[Saved entries]
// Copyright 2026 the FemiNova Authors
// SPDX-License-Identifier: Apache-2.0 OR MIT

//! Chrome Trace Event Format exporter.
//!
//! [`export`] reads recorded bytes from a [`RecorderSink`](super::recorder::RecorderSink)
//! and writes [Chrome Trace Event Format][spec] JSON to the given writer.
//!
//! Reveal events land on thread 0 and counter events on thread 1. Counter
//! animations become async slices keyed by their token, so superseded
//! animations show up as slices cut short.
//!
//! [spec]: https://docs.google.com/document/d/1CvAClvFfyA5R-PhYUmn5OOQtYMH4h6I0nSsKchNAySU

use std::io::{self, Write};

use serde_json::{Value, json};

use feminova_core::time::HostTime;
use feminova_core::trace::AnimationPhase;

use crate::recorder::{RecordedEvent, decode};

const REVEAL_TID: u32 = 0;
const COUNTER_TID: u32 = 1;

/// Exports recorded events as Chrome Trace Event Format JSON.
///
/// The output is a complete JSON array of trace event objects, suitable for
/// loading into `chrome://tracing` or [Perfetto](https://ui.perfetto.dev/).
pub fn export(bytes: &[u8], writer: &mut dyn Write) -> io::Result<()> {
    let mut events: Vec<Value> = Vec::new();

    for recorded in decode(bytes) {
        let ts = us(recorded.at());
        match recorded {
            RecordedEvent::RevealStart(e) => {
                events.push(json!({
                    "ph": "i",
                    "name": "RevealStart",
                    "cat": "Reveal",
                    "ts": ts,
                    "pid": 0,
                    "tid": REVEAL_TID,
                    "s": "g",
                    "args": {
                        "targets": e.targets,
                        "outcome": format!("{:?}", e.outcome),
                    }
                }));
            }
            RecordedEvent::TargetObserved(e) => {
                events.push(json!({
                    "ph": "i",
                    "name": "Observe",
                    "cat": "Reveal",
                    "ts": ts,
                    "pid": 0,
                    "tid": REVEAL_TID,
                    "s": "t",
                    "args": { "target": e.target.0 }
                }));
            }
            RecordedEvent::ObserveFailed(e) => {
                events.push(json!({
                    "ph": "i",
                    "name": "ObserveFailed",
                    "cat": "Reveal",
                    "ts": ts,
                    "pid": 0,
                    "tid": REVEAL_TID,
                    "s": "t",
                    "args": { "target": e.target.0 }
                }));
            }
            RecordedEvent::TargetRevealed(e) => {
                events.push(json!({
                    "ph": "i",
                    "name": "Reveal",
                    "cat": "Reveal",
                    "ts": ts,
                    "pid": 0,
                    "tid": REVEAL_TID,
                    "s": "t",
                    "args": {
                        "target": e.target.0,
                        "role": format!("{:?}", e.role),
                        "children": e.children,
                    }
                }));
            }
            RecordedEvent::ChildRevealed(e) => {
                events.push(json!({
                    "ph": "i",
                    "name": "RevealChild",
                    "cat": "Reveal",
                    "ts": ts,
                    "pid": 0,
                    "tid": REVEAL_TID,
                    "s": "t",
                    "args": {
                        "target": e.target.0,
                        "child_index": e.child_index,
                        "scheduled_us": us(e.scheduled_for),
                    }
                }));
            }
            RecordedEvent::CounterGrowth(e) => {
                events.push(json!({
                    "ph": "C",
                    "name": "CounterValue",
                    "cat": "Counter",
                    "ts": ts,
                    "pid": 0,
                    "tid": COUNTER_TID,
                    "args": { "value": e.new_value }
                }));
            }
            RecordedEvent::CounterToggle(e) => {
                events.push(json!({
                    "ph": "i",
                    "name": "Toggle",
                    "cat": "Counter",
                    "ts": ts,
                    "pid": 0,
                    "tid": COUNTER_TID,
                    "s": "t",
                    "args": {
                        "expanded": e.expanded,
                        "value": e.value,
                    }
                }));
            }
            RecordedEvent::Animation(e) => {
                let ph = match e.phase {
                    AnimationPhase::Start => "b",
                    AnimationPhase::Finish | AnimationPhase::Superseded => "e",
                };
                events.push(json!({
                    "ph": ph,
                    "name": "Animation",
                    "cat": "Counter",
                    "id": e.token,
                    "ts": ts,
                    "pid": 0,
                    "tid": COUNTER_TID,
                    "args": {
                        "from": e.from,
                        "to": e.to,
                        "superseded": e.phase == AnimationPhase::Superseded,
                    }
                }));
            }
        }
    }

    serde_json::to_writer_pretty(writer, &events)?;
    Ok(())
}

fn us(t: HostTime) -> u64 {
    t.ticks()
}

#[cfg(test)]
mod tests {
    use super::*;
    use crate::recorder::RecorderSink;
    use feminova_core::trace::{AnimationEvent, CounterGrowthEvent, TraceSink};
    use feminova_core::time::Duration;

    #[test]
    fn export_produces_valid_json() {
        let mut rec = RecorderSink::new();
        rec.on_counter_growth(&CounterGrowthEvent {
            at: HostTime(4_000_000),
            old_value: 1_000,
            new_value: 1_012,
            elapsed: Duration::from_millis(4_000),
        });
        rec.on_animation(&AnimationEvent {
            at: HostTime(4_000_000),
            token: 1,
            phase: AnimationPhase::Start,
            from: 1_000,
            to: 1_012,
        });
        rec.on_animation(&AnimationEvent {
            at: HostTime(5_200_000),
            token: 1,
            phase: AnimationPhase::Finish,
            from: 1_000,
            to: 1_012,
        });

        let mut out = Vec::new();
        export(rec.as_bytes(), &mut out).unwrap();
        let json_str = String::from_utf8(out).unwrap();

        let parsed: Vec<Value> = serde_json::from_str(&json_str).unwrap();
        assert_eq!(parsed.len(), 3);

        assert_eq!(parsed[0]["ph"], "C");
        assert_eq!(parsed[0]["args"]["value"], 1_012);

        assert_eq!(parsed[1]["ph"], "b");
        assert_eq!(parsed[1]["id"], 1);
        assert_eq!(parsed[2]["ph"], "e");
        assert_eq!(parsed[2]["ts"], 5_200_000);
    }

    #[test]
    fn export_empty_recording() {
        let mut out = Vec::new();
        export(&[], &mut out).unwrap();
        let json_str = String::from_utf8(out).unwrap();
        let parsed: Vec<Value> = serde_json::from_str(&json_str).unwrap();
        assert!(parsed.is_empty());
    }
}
...
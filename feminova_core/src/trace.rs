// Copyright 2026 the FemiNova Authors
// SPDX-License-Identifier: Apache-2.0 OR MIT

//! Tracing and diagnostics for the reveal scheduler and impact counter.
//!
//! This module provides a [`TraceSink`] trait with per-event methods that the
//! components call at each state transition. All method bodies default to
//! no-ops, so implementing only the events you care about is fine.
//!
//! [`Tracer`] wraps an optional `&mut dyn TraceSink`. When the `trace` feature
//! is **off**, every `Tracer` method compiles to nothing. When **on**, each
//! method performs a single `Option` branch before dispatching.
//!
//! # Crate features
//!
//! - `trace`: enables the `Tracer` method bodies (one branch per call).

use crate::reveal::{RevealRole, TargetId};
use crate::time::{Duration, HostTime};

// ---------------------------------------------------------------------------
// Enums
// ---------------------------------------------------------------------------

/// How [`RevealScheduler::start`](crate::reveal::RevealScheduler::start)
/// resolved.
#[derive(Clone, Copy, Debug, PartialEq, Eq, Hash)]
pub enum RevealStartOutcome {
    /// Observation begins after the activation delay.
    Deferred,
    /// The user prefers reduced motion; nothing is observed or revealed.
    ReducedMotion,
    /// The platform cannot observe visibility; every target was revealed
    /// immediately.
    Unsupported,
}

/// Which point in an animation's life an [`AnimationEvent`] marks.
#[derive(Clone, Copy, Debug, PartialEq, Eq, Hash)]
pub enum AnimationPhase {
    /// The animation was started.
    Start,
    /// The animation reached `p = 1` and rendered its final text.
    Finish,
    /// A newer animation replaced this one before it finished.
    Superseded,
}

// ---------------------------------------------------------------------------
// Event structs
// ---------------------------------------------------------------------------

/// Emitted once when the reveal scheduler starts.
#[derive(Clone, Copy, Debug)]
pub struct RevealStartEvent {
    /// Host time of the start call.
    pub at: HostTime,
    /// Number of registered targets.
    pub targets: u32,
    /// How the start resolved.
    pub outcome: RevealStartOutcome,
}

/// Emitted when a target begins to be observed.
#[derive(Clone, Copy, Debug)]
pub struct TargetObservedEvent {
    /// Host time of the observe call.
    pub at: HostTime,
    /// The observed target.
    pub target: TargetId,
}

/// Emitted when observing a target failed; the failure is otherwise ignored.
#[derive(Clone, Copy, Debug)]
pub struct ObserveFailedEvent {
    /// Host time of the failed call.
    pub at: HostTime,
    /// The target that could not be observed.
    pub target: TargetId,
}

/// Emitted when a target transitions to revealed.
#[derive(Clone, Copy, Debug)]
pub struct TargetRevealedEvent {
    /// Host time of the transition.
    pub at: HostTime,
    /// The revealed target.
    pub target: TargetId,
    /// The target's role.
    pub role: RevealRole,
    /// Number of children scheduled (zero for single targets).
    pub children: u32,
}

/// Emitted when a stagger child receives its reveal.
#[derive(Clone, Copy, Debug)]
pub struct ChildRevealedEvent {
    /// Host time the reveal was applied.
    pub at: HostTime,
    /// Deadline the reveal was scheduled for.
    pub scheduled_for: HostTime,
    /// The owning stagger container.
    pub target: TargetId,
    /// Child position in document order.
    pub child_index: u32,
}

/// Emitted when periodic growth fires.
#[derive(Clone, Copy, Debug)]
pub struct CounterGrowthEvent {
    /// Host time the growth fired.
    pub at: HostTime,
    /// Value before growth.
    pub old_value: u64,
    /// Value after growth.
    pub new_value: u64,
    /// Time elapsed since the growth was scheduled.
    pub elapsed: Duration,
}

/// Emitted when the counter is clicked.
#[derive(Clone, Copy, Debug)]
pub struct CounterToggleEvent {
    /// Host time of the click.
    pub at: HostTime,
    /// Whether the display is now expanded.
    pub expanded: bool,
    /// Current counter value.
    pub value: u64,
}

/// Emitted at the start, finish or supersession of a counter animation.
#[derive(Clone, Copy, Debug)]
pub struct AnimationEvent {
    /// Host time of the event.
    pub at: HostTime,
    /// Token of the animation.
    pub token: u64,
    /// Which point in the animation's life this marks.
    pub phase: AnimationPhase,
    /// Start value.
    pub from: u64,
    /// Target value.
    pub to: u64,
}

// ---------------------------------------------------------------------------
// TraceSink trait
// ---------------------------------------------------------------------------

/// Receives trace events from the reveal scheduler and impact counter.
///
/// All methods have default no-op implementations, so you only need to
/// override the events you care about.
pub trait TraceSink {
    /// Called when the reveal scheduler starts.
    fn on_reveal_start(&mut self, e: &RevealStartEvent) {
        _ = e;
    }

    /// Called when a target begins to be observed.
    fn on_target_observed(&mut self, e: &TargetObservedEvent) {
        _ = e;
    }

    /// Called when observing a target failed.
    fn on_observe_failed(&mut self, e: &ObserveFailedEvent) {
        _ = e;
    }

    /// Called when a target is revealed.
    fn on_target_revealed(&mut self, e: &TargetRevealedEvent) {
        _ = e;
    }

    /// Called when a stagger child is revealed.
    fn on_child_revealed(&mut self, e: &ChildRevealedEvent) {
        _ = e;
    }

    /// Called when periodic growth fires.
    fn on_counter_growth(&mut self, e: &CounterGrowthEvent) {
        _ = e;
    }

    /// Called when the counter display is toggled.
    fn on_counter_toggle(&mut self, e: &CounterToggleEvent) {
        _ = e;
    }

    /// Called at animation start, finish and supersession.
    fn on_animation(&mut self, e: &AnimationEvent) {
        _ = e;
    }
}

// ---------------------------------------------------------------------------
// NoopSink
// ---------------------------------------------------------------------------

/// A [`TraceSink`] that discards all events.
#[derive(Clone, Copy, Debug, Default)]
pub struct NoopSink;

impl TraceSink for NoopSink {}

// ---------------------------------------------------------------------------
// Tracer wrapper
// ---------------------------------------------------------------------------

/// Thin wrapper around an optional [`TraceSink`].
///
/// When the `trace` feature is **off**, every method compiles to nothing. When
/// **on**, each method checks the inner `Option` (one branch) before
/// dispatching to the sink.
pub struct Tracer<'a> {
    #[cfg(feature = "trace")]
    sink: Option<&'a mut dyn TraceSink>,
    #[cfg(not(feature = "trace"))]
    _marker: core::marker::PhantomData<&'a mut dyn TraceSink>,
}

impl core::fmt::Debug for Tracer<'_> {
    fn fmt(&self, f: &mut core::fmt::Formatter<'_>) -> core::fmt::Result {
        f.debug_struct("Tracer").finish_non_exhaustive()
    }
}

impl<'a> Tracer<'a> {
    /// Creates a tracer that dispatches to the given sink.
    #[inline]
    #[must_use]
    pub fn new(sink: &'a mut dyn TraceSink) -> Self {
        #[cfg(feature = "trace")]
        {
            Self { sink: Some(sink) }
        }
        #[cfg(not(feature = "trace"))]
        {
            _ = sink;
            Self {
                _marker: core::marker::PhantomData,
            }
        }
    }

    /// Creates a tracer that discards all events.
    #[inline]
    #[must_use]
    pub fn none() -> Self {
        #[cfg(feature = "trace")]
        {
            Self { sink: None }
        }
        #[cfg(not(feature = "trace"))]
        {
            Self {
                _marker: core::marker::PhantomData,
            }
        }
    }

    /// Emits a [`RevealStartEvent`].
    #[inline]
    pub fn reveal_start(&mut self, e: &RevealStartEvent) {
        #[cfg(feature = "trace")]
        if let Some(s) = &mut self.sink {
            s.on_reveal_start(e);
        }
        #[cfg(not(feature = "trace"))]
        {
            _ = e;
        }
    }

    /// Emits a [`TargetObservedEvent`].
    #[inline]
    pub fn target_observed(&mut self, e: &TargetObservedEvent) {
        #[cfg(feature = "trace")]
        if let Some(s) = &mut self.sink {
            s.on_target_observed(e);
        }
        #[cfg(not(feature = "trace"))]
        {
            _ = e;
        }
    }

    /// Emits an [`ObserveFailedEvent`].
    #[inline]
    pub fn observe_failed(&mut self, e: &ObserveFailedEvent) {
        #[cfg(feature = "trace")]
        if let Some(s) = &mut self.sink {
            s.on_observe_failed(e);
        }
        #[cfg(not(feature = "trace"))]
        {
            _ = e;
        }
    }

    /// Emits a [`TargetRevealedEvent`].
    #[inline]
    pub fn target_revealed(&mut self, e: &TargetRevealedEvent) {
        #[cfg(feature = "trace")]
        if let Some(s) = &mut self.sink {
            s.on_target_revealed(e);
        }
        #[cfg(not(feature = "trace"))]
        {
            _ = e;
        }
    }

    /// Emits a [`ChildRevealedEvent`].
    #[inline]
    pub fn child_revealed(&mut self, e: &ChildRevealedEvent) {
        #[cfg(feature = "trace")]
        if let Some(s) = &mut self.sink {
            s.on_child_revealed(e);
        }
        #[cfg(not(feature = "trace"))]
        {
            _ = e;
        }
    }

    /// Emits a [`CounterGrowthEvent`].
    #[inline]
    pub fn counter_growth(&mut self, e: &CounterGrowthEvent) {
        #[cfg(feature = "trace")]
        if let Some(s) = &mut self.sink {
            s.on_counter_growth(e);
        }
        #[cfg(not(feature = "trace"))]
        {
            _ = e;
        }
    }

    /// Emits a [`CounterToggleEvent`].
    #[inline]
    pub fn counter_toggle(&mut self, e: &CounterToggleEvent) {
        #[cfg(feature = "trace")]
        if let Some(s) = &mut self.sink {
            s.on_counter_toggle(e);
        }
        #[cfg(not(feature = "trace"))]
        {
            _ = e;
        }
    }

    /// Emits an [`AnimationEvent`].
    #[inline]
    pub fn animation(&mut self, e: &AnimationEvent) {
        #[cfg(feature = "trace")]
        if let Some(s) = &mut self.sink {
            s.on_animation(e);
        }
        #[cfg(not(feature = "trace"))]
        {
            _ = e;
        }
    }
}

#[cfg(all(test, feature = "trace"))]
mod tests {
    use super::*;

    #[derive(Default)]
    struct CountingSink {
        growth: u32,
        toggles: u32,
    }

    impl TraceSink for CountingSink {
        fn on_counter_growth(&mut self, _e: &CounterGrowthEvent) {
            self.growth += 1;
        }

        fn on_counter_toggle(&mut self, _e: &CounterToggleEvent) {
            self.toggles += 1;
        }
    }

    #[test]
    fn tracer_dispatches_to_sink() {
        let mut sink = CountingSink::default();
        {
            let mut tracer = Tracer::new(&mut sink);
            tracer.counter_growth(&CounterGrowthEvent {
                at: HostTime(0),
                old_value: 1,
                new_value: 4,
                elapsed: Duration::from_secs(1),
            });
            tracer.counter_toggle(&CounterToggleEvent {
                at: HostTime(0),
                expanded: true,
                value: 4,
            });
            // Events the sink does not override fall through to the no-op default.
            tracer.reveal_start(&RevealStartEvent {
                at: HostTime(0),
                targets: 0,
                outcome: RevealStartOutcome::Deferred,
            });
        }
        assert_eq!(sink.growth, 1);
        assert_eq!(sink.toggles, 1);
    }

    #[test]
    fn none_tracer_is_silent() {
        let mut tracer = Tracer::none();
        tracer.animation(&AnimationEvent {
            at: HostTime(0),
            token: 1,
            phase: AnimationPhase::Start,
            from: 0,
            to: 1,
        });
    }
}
* * *
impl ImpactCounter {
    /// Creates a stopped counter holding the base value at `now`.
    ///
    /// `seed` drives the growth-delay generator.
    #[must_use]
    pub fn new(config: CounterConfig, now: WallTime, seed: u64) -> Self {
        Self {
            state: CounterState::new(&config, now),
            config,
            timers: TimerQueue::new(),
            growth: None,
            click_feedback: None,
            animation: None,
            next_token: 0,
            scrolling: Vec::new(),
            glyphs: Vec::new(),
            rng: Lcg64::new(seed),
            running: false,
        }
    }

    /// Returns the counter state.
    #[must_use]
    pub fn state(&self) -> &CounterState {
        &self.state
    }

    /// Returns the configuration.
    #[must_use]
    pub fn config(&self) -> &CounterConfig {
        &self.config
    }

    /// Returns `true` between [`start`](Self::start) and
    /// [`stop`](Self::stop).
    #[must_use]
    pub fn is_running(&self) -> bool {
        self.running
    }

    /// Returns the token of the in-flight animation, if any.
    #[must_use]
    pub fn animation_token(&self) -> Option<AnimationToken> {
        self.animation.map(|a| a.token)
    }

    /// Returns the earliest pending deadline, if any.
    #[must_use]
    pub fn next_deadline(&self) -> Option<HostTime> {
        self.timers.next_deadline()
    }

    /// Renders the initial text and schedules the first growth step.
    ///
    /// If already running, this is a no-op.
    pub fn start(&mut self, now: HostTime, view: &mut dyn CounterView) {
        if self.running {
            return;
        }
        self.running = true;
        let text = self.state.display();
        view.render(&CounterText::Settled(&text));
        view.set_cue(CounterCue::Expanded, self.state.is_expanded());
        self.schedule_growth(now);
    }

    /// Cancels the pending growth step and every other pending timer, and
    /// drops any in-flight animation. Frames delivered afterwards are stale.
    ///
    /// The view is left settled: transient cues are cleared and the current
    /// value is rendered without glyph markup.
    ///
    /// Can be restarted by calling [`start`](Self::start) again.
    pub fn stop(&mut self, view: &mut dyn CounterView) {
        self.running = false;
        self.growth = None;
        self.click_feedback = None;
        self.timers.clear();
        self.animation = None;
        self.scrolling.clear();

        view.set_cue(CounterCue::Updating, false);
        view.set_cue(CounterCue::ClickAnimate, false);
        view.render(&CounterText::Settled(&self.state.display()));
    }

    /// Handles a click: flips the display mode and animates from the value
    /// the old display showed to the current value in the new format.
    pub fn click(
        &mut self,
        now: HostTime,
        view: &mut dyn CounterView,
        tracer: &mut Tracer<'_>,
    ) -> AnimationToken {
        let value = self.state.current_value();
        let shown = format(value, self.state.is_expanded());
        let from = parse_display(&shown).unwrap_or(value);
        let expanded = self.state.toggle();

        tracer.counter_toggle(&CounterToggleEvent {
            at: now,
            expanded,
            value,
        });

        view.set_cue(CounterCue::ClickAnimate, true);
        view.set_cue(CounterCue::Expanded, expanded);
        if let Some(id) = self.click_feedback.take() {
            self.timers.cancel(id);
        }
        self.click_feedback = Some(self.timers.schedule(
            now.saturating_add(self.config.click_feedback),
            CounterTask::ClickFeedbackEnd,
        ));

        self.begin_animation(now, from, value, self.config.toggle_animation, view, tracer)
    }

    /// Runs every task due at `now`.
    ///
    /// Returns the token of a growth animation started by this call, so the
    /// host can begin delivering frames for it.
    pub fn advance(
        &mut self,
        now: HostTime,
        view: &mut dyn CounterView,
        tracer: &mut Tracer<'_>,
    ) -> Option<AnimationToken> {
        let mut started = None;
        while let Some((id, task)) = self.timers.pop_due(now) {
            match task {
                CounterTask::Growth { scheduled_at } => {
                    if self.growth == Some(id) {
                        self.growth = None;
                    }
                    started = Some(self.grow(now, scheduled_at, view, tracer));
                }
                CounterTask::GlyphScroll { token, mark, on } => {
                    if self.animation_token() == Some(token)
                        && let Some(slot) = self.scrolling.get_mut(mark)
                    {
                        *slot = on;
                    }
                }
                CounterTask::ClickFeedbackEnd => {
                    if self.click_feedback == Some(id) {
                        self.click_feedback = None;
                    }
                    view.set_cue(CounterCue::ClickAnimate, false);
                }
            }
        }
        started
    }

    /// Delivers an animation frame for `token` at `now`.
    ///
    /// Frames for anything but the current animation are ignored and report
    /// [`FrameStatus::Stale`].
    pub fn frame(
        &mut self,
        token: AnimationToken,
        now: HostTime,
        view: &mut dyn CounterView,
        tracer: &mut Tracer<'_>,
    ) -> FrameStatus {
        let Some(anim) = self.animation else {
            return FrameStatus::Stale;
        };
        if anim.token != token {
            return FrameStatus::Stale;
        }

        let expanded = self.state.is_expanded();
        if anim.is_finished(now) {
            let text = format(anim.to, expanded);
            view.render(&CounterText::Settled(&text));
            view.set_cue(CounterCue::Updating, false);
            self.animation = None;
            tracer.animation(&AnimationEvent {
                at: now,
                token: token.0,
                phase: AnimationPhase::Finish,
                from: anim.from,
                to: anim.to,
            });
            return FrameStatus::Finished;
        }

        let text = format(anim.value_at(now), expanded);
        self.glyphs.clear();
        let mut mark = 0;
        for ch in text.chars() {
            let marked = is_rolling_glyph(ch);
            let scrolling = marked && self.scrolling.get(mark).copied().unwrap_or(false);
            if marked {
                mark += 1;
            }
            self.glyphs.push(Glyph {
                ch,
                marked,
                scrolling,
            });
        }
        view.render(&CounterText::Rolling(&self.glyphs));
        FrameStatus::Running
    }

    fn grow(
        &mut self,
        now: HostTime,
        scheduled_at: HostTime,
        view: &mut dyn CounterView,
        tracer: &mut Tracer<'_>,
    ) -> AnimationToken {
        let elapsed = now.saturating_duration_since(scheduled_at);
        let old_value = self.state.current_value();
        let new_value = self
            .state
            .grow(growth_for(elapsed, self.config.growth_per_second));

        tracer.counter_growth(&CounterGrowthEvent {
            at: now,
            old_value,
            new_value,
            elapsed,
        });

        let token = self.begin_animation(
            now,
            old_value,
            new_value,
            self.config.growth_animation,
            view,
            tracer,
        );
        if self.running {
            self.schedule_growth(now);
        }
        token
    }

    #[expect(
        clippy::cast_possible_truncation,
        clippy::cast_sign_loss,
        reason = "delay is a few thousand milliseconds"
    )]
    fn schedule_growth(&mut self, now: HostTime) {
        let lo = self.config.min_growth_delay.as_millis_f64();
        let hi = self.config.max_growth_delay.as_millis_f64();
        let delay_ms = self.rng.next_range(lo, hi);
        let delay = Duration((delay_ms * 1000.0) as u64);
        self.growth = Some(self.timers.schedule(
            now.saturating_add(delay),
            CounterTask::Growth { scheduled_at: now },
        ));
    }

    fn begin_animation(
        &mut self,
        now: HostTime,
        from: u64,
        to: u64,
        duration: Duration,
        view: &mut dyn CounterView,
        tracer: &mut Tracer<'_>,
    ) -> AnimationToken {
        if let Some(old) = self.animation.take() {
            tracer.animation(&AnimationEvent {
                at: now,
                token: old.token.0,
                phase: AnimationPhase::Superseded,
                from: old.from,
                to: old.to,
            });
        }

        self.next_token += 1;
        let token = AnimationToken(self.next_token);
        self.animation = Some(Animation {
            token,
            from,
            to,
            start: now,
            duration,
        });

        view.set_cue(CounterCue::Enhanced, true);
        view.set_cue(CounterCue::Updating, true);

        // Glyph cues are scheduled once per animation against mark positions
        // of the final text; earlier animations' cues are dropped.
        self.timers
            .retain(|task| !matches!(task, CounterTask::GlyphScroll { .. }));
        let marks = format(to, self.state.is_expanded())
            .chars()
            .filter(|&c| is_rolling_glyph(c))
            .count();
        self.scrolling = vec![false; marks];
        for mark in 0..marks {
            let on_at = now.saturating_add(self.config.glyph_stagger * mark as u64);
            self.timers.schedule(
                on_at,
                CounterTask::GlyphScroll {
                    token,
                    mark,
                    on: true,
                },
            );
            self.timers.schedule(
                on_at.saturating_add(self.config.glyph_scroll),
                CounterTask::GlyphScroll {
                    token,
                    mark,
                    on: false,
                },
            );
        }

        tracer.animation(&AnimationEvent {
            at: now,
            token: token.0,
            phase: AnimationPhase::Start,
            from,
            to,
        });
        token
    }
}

▶ **Activity**
Across all the records above, find each line with "periodic" in it and copy it.

▶ **Answer box**
/// Emitted when periodic growth fires.
    /// Called when periodic growth fires.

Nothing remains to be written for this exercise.